Bálint Bajner

Personal information
- Full name: Bálint Marcell Bajner
- Date of birth: 18 November 1990 (age 35)
- Place of birth: Szombathely, Hungary
- Height: 1.97 m (6 ft 6 in)
- Position: Striker

Team information
- Current team: Episkopi

Youth career
- Haladás
- 2002–2006: FC Sopron

Senior career*
- Years: Team / Apps / (Gls)
- 2006–2007: FC Sopron / 1 / (0)
- 2007–2010: Liberty Oradea / 25 / (7)
- 2008–2009: → West Ham United (loan) / 0 / (0)
- 2009–2010: → Budapest Honvéd (loan) / 13 / (3)
- 2010–2011: Budapest Honvéd / 12 / (4)
- 2011–2012: Sulmona / 18 / (11)
- 2012–2014: Borussia Dortmund / 1 / (0)
- 2012–2014: Borussia Dortmund II / 52 / (9)
- 2014–2015: Ipswich Town / 5 / (0)
- 2015: Notts County / 19 / (3)
- 2015–2016: Paks / 14 / (1)
- 2016: Modena / 16 / (1)
- 2018: Borussia Dortmund II / 13 / (1)
- 2020–2021: Pécs / 9 / (0)
- 2024: Haladás / 0 / (0)
- 2024–: Episkopi / 9 / (6)

International career
- 2008–2009: Hungary U19 / 4 / (3)

= Bálint Bajner =

Hungarian footballer (born 1990)

Bálint Bajner (born 18 November 1990) is a Hungarian professional footballer who plays as a forward for Episkopi.

==Club career==
Bajner was born in Szombathely.

===West Ham United===
Bajner joined West Ham United in July 2008 on a season long loan. He returned to Liberty Oradea at the end of the 2008–09 season as West Ham decided not to take up the option of a permanent transfer when his loan ended.

===Sulmona Calcio===
On 14 October 2011, Bajner joined Sulmona Calcio 1921 in the Italian "Eccellenza Abruzzo" division and played his first match at Sulmona's Stadio Francesco Pallozzi on 16 October 2011 against Real San Salvo. Sulmona Calcio 1921 won 1–0. On 23 October 2011, Bajner scored his first goal for the "white-reds" in a 1–1 draw against Mosciano.

===Borussia Dortmund===
On 1 September 2012, Bajner transferred to Borussia Dortmund II. He scored his first goal against Chemnitzer FC on 7 October 2012.

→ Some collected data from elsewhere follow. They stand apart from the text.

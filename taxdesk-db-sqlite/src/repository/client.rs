use taxdesk_core::{Client, ClientUpdate, INCOME_SCALE, NewClient, RepositoryError};

use super::{delete_by_id, not_found, returned_id};
use crate::executor::{QueryExecutor, Statement};
use crate::row::{Row, SqlValue};

const ENTITY: &str = "client";

const INSERT: Statement = Statement::new(
    "insert client",
    "INSERT INTO clients (name, address, income, preparer_id)
     VALUES (?, ?, ?, ?)
     RETURNING id",
);

const GET: Statement = Statement::new(
    "get client",
    "SELECT id, name, address, income, materials_submitted, preparer_id
     FROM clients
     WHERE id = ?",
);

const LIST: Statement = Statement::new(
    "list clients",
    "SELECT id, name, address, income, materials_submitted, preparer_id
     FROM clients
     ORDER BY id",
);

const LIST_FOR_PREPARER: Statement = Statement::new(
    "list clients for preparer",
    "SELECT id, name, address, income, materials_submitted, preparer_id
     FROM clients
     WHERE preparer_id = ?
     ORDER BY id",
);

const UPDATE_NAME: Statement =
    Statement::new("update client name", "UPDATE clients SET name = ? WHERE id = ?");
const UPDATE_ADDRESS: Statement =
    Statement::new("update client address", "UPDATE clients SET address = ? WHERE id = ?");
const UPDATE_INCOME: Statement =
    Statement::new("update client income", "UPDATE clients SET income = ? WHERE id = ?");
const UPDATE_MATERIALS_SUBMITTED: Statement = Statement::new(
    "update client materials_submitted",
    "UPDATE clients SET materials_submitted = ? WHERE id = ?",
);
const UPDATE_PREPARER_ID: Statement = Statement::new(
    "update client preparer_id",
    "UPDATE clients SET preparer_id = ? WHERE id = ?",
);

const DELETE: Statement = Statement::new("delete client", "DELETE FROM clients WHERE id = ?");

fn row_to_client(row: &Row) -> Result<Client, RepositoryError> {
    Ok(Client {
        id: row.get_i64("id")?,
        name: row.get_string("name")?,
        address: row.get_optional_string("address")?,
        income: row.get_optional_decimal("income")?.map(|mut income| {
            income.rescale(INCOME_SCALE);
            income
        }),
        materials_submitted: row.get_bool("materials_submitted")?,
        preparer_id: row.get_optional_i64("preparer_id")?,
    })
}

/// The statement that changes exactly the column named by `update`, and the
/// value to bind for it.
fn update_statement(update: &ClientUpdate) -> (&'static Statement, SqlValue) {
    match update {
        ClientUpdate::Name(name) => (&UPDATE_NAME, name.as_str().into()),
        ClientUpdate::Address(address) => (&UPDATE_ADDRESS, address.clone().into()),
        ClientUpdate::Income(income) => (&UPDATE_INCOME, (*income).into()),
        ClientUpdate::MaterialsSubmitted(submitted) => {
            (&UPDATE_MATERIALS_SUBMITTED, (*submitted).into())
        }
        ClientUpdate::PreparerId(preparer_id) => (&UPDATE_PREPARER_ID, (*preparer_id).into()),
    }
}

#[derive(Debug, Clone)]
pub struct ClientRepository {
    executor: QueryExecutor,
}

impl ClientRepository {
    pub fn new(executor: QueryExecutor) -> Self {
        Self { executor }
    }

    /// New clients always start with `materials_submitted = false`.
    pub async fn insert(
        &self,
        client: &NewClient,
    ) -> Result<i64, RepositoryError> {
        client.validate()?;
        let params: [SqlValue; 4] = [
            client.name.as_str().into(),
            client.address.as_deref().into(),
            client.income.into(),
            client.preparer_id.into(),
        ];
        let row = self.executor.fetch_one(&INSERT, &params).await?;
        returned_id(row, &INSERT)
    }

    pub async fn get(
        &self,
        id: i64,
    ) -> Result<Client, RepositoryError> {
        self.executor
            .fetch_one(&GET, &[id.into()])
            .await?
            .ok_or_else(|| not_found(ENTITY, id))
            .and_then(|row| row_to_client(&row))
    }

    pub async fn list(&self) -> Result<Vec<Client>, RepositoryError> {
        self.executor
            .fetch_all(&LIST, &[])
            .await?
            .iter()
            .map(row_to_client)
            .collect()
    }

    pub async fn list_for_preparer(
        &self,
        preparer_id: i64,
    ) -> Result<Vec<Client>, RepositoryError> {
        self.executor
            .fetch_all(&LIST_FOR_PREPARER, &[preparer_id.into()])
            .await?
            .iter()
            .map(row_to_client)
            .collect()
    }

    pub async fn update_field(
        &self,
        id: i64,
        update: &ClientUpdate,
    ) -> Result<(), RepositoryError> {
        update.validate()?;
        let (statement, value) = update_statement(update);
        if self.executor.write(statement, &[value, id.into()]).await? == 0 {
            return Err(not_found(ENTITY, id));
        }
        Ok(())
    }

    pub async fn delete(
        &self,
        id: i64,
    ) -> Result<(), RepositoryError> {
        delete_by_id(&self.executor, ENTITY, &DELETE, id).await
    }
}
use chrono::Utc;
use taxdesk_core::{
    ConstraintKind, DomainViolation, NewTaxReturn, RepositoryError, TaxReturn, TaxReturnUpdate,
};
use tracing::{info, warn};

use super::{delete_by_id, not_found, returned_id};
use crate::executor::{QueryExecutor, Statement};
use crate::row::{Row, SqlValue};

const ENTITY: &str = "tax return";
const ENTITY_BY_CLIENT: &str = "tax return for client";

const INSERT: Statement = Statement::new(
    "insert tax return",
    "INSERT INTO tax_returns
        (client_id, status, filing_timestamp, checked_by_preparer, filed_by_assistant)
     VALUES (?, ?, ?, ?, ?)
     RETURNING id",
);

const GET: Statement = Statement::new(
    "get tax return",
    "SELECT id, client_id, status, filing_timestamp, checked_by_preparer, filed_by_assistant
     FROM tax_returns
     WHERE id = ?",
);

const GET_BY_CLIENT: Statement = Statement::new(
    "get tax return by client",
    "SELECT id, client_id, status, filing_timestamp, checked_by_preparer, filed_by_assistant
     FROM tax_returns
     WHERE client_id = ?",
);

const LIST: Statement = Statement::new(
    "list tax returns",
    "SELECT id, client_id, status, filing_timestamp, checked_by_preparer, filed_by_assistant
     FROM tax_returns
     ORDER BY id",
);

const UPDATE_STATUS: Statement = Statement::new(
    "update tax return status",
    "UPDATE tax_returns SET status = ? WHERE id = ?",
);
const UPDATE_FILING_TIMESTAMP: Statement = Statement::new(
    "update tax return filing_timestamp",
    "UPDATE tax_returns SET filing_timestamp = ? WHERE id = ?",
);
const UPDATE_CHECKED_BY_PREPARER: Statement = Statement::new(
    "update tax return checked_by_preparer",
    "UPDATE tax_returns SET checked_by_preparer = ? WHERE id = ?",
);
const UPDATE_FILED_BY_ASSISTANT: Statement = Statement::new(
    "update tax return filed_by_assistant",
    "UPDATE tax_returns SET filed_by_assistant = ? WHERE id = ?",
);

const MARK_FILED: Statement = Statement::new(
    "mark tax return filed",
    "UPDATE tax_returns SET status = TRUE, filing_timestamp = ? WHERE id = ?",
);

const MARK_CHECKED_BY_PREPARER: Statement = Statement::new(
    "mark tax return checked by preparer",
    "UPDATE tax_returns SET checked_by_preparer = TRUE WHERE id = ?",
);

// Filing by an assistant invalidates any earlier preparer check.
const MARK_FILED_BY_ASSISTANT: Statement = Statement::new(
    "mark tax return filed by assistant",
    "UPDATE tax_returns
     SET status = TRUE,
         filing_timestamp = ?,
         filed_by_assistant = TRUE,
         checked_by_preparer = FALSE
     WHERE id = ?",
);

const DELETE: Statement =
    Statement::new("delete tax return", "DELETE FROM tax_returns WHERE id = ?");

fn row_to_tax_return(row: &Row) -> Result<TaxReturn, RepositoryError> {
    Ok(TaxReturn {
        id: row.get_i64("id")?,
        client_id: row.get_i64("client_id")?,
        status: row.get_bool("status")?,
        filing_timestamp: row.get_optional_timestamp("filing_timestamp")?,
        checked_by_preparer: row.get_bool("checked_by_preparer")?,
        filed_by_assistant: row.get_bool("filed_by_assistant")?,
    })
}

fn update_statement(update: &TaxReturnUpdate) -> (&'static Statement, SqlValue) {
    match update {
        TaxReturnUpdate::Status(filed) => (&UPDATE_STATUS, (*filed).into()),
        TaxReturnUpdate::FilingTimestamp(at) => (&UPDATE_FILING_TIMESTAMP, (*at).into()),
        TaxReturnUpdate::CheckedByPreparer(checked) => {
            (&UPDATE_CHECKED_BY_PREPARER, (*checked).into())
        }
        TaxReturnUpdate::FiledByAssistant(filed) => (&UPDATE_FILED_BY_ASSISTANT, (*filed).into()),
    }
}

#[derive(Debug, Clone)]
pub struct TaxReturnRepository {
    executor: QueryExecutor,
}

impl TaxReturnRepository {
    pub fn new(executor: QueryExecutor) -> Self {
        Self { executor }
    }

    /// A client has at most one return. A second insert for the same client
    /// fails with [`DomainViolation::DuplicateTaxReturn`] and writes nothing.
    pub async fn insert(
        &self,
        tax_return: &NewTaxReturn,
    ) -> Result<i64, RepositoryError> {
        let params: [SqlValue; 5] = [
            tax_return.client_id.into(),
            tax_return.status.into(),
            tax_return.filing_timestamp.into(),
            tax_return.checked_by_preparer.into(),
            tax_return.filed_by_assistant.into(),
        ];
        match self.executor.fetch_one(&INSERT, &params).await {
            Ok(row) => returned_id(row, &INSERT),
            Err(err) if err.is_constraint(ConstraintKind::Unique) => {
                warn!(client_id = tax_return.client_id, "client already has a tax return");
                Err(DomainViolation::DuplicateTaxReturn {
                    client_id: tax_return.client_id,
                }
                .into())
            }
            Err(err) => Err(err),
        }
    }

    pub async fn get(
        &self,
        id: i64,
    ) -> Result<TaxReturn, RepositoryError> {
        self.executor
            .fetch_one(&GET, &[id.into()])
            .await?
            .ok_or_else(|| not_found(ENTITY, id))
            .and_then(|row| row_to_tax_return(&row))
    }

    /// When the client has no return, `NotFound` names the client id.
    pub async fn get_by_client(
        &self,
        client_id: i64,
    ) -> Result<TaxReturn, RepositoryError> {
        self.executor
            .fetch_one(&GET_BY_CLIENT, &[client_id.into()])
            .await?
            .ok_or_else(|| not_found(ENTITY_BY_CLIENT, client_id))
            .and_then(|row| row_to_tax_return(&row))
    }

    pub async fn list(&self) -> Result<Vec<TaxReturn>, RepositoryError> {
        self.executor
            .fetch_all(&LIST, &[])
            .await?
            .iter()
            .map(row_to_tax_return)
            .collect()
    }

    pub async fn update_field(
        &self,
        id: i64,
        update: &TaxReturnUpdate,
    ) -> Result<(), RepositoryError> {
        let (statement, value) = update_statement(update);
        self.write_one(statement, &[value, id.into()], id).await
    }

    pub async fn mark_filed(
        &self,
        id: i64,
    ) -> Result<(), RepositoryError> {
        self.write_one(&MARK_FILED, &[Utc::now().into(), id.into()], id)
            .await?;
        info!(id, "tax return filed");
        Ok(())
    }

    pub async fn mark_checked_by_preparer(
        &self,
        id: i64,
    ) -> Result<(), RepositoryError> {
        self.write_one(&MARK_CHECKED_BY_PREPARER, &[id.into()], id)
            .await
    }

    /// File the return on behalf of an assistant. Whatever the prior state,
    /// afterwards `status` and `filed_by_assistant` are set, the timestamp
    /// is now, and `checked_by_preparer` is cleared.
    pub async fn mark_filed_by_assistant(
        &self,
        id: i64,
    ) -> Result<(), RepositoryError> {
        self.write_one(&MARK_FILED_BY_ASSISTANT, &[Utc::now().into(), id.into()], id)
            .await?;
        info!(id, "tax return filed by assistant");
        Ok(())
    }

    pub async fn delete(
        &self,
        id: i64,
    ) -> Result<(), RepositoryError> {
        delete_by_id(&self.executor, ENTITY, &DELETE, id).await
    }

    async fn write_one(
        &self,
        statement: &Statement,
        params: &[SqlValue],
        id: i64,
    ) -> Result<(), RepositoryError> {
        if self.executor.write(statement, params).await? == 0 {
            return Err(not_found(ENTITY, id));
        }
        Ok(())
    }
}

On 24 February 2013, he made his Bundesliga debut for Borussia's first team, coming on as a substitute in an away game at Borussia Mönchengladbach in the 71st minute.

On 8 January 2013, Bajner scored a goal in a training match against Albacete Balompié. The match ended with a 3–1 victory for Borussia Dortmund.

In the summer of 2014, Bajner attended a training session of Hungarian League club Ferencváros.

===Ipswich Town===
On 30 July 2014, Bajner signed a two-year contract with Ipswich Town. Bajner made his debut on 9 August 2014 in a 2–1 home win against Fulham. Ipswich manager, Mick McCarthy admitted that during the early season Bajner had found playing in the Championship "tough". He played in several games throughout August and September and made his last league appearance in a 3–1 away defeat by Cardiff City on 21 October 2014. His only other game for Ipswich came on 14 January 2015 in a 1–0 home defeat by Southampton in the FA Cup. He made seven appearances for the club, five in the league and one in both the FA Cup and the League Cup before being transferred in January 2015.

===Notts County===
On 20 January 2015, Bajner was released by Ipswich. He signed for Notts County on the same day, on a contract until the end of season. Also on the same day he made his debut in a 0–0 draw against Doncaster Rovers. Assistant manager Greg Abbott described Bajner as being an "ideal signing" for Notts County. His signing provoked a stream of messages from Hungary on Notts County's Facebook page, which led to the whole country being blocked from interacting with the page. On 10 February 2015, Bajner scored his first goal for Notts County against Leyton Orient in a 0–1 away win.

===Paks===
On 8 October 2015, Bajner was signed by the Nemzeti Bajnokság I club Paksi FC.

==International career==
In Hungary's opening match of the 2008–09 Under-19 European Championship qualifying against San Marino, Bajner scored a 16-minute hat-trick as his side won 6–0 on 20 October 2008.